[[ RECORDS SUPPLIED open ]]

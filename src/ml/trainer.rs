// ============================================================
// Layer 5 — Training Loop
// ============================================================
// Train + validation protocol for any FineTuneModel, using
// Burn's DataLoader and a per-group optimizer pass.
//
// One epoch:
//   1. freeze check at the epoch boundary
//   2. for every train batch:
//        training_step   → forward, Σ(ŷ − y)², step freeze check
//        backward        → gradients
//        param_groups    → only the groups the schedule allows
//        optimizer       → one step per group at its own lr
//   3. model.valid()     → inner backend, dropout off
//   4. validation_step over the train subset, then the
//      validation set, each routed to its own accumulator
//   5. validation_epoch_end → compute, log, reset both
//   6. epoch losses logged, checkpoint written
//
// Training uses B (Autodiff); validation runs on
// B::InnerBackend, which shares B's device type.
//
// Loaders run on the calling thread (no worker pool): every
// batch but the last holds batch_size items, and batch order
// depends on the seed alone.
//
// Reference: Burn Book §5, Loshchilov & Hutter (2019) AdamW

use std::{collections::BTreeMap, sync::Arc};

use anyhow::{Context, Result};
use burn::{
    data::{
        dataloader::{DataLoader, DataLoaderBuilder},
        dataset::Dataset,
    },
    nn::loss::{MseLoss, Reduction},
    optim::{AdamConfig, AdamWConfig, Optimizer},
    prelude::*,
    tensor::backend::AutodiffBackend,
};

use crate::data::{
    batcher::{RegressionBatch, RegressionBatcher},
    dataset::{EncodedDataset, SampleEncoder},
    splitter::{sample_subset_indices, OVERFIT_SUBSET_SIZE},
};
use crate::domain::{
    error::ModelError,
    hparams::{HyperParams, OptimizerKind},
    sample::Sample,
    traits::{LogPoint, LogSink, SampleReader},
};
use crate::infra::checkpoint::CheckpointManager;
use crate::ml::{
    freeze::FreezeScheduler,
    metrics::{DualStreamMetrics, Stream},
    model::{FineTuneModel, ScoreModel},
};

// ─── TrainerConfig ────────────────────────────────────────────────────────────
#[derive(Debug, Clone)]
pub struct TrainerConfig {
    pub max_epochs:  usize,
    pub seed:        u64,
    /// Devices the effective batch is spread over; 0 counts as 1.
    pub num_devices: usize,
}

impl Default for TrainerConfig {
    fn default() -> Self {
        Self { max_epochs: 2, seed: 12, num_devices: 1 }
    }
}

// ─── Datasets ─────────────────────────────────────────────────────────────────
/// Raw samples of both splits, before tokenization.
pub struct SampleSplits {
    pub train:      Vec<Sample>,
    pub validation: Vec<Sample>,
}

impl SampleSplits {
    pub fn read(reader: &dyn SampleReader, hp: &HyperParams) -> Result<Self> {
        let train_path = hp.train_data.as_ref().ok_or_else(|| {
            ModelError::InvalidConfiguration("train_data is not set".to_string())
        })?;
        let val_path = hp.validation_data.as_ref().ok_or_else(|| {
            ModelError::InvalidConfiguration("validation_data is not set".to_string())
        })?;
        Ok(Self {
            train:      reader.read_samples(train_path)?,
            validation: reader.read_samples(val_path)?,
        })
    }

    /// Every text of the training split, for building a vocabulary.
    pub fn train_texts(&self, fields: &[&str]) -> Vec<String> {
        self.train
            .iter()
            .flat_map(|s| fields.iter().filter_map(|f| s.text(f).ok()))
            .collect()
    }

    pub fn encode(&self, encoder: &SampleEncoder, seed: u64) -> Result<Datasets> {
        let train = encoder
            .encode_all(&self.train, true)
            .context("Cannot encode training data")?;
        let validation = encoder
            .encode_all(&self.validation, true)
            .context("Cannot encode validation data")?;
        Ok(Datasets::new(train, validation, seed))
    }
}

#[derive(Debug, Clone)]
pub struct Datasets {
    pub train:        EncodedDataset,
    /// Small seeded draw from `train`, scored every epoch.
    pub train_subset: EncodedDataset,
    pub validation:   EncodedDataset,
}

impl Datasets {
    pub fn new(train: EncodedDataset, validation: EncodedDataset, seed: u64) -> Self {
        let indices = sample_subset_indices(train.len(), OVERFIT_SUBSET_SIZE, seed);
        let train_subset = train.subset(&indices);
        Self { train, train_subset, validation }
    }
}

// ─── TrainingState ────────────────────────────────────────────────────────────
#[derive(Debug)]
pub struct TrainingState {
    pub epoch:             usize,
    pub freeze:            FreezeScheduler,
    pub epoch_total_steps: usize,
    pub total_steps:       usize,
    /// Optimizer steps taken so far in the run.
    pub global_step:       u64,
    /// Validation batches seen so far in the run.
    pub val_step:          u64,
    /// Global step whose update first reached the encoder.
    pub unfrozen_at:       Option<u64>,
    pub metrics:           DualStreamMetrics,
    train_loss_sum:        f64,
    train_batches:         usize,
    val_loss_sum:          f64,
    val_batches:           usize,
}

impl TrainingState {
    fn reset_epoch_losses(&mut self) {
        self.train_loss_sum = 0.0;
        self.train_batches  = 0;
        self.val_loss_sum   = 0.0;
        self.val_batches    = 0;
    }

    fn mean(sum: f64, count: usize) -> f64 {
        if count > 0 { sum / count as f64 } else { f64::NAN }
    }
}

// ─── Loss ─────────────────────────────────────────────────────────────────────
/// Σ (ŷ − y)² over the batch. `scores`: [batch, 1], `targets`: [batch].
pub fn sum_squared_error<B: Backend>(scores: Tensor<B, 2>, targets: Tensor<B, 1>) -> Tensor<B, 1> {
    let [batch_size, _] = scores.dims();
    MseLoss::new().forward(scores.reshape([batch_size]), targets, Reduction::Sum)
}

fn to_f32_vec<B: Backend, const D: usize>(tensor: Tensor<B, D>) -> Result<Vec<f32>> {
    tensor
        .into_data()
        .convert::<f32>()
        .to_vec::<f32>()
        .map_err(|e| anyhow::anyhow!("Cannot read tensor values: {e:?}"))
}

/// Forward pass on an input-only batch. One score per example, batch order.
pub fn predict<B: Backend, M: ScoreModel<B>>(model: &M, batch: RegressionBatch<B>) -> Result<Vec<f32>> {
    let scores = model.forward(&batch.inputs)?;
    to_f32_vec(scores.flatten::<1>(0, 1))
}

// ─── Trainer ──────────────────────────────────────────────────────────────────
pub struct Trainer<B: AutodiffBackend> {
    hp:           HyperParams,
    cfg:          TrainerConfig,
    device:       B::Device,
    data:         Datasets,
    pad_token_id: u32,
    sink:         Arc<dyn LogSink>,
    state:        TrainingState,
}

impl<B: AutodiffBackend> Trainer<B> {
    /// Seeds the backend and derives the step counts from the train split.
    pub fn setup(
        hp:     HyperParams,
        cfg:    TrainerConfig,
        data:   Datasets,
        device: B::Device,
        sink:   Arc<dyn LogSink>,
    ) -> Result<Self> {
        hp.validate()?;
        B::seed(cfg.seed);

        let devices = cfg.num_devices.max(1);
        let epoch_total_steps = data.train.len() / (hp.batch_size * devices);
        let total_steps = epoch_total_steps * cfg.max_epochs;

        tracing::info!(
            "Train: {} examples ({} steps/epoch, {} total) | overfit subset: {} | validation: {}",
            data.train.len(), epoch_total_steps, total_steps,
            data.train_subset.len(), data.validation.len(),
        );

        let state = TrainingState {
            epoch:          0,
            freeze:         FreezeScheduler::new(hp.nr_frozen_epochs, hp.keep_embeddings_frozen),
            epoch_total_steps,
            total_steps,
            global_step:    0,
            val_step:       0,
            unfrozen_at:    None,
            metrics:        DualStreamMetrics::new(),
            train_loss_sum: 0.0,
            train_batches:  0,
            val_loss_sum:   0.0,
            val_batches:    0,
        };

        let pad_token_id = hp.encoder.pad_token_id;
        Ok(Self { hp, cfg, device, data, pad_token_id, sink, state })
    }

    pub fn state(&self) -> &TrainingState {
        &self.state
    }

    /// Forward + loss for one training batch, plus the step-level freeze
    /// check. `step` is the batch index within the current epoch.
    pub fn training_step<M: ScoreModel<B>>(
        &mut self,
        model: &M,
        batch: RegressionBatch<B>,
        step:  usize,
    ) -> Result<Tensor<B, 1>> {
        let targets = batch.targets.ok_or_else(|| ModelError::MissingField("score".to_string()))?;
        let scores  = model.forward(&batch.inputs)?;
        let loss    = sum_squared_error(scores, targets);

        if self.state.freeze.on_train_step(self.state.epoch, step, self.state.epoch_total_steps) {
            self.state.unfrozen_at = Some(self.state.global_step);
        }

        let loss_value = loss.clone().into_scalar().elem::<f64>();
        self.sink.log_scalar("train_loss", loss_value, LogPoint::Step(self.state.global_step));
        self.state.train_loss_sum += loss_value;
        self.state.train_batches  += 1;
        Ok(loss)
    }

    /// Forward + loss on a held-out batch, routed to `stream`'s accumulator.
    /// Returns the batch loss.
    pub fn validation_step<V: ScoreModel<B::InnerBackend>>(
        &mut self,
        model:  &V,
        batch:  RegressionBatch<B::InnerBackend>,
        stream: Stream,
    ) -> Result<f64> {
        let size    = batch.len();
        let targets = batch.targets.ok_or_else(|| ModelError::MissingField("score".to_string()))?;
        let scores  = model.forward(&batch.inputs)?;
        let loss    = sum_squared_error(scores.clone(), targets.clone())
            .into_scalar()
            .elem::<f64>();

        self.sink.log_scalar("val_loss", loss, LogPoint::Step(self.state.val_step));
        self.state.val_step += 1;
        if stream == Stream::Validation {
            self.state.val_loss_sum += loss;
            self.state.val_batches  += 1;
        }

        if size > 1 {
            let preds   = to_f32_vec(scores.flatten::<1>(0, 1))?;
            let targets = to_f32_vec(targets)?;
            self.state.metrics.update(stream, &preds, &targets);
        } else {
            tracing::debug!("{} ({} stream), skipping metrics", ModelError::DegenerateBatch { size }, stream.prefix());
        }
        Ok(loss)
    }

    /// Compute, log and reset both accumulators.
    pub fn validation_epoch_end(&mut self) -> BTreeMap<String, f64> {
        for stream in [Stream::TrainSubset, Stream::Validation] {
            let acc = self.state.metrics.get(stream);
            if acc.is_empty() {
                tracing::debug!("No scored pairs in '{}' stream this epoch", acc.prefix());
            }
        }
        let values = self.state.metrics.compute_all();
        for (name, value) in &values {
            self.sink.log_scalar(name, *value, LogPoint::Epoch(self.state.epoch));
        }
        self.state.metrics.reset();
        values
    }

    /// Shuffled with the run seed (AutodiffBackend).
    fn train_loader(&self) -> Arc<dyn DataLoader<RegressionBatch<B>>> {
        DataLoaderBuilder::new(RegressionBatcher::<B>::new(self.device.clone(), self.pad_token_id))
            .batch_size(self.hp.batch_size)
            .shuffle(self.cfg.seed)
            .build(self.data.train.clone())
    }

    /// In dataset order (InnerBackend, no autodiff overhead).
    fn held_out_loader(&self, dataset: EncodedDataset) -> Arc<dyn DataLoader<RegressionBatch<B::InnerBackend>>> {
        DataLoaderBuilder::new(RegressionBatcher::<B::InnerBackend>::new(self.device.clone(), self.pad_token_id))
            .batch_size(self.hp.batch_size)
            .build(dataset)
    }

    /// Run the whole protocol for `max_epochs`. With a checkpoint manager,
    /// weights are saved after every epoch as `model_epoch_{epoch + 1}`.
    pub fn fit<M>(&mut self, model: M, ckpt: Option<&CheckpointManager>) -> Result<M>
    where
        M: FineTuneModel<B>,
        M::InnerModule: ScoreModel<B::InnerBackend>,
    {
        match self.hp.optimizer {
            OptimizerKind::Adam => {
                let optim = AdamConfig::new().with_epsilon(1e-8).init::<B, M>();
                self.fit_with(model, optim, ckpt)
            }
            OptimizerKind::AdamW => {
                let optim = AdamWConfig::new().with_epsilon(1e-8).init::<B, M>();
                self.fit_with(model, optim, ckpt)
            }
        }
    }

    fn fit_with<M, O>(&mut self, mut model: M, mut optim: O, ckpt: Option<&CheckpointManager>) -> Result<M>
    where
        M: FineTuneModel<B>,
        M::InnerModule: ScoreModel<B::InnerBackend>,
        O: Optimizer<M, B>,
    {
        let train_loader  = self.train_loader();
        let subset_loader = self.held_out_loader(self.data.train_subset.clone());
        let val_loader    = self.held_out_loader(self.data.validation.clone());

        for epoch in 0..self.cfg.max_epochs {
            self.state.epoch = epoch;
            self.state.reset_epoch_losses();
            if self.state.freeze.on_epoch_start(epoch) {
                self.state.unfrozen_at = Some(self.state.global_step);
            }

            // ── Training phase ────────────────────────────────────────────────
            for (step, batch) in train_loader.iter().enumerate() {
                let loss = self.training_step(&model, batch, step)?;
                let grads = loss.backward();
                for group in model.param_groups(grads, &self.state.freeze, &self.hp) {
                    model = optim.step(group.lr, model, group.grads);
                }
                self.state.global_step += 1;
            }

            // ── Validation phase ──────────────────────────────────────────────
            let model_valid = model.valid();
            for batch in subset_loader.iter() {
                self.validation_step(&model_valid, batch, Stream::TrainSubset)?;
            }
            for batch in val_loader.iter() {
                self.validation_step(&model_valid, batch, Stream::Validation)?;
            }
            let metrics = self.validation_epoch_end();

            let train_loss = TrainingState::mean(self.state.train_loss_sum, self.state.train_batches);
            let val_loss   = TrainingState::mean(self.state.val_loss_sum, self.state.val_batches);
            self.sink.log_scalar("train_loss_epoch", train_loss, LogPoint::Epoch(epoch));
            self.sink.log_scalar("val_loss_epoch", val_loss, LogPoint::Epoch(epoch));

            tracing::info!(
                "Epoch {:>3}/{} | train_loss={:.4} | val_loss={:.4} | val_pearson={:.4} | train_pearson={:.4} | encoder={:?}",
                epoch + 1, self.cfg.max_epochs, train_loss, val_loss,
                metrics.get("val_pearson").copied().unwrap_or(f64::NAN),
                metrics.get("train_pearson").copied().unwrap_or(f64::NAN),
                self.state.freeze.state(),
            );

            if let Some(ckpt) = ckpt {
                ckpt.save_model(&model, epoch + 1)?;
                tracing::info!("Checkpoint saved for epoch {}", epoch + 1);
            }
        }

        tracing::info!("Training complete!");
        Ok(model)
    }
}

[[ RECORDS SUPPLIED closed ]]

§ EXERCISE INSTRUCTIONS: Give back precisely the lines above that start at the line containing "for stream in" and end at the line containing "for (name, value)", inclusive. No other lines belong in the output.

§ EXERCISE RESPONSE:
        for stream in [Stream::TrainSubset, Stream::Validation] {
            let acc = self.state.metrics.get(stream);
            if acc.is_empty() {
                tracing::debug!("No scored pairs in '{}' stream this epoch", acc.prefix());
            }
        }
        let values = self.state.metrics.compute_all();
        for (name, value) in &values {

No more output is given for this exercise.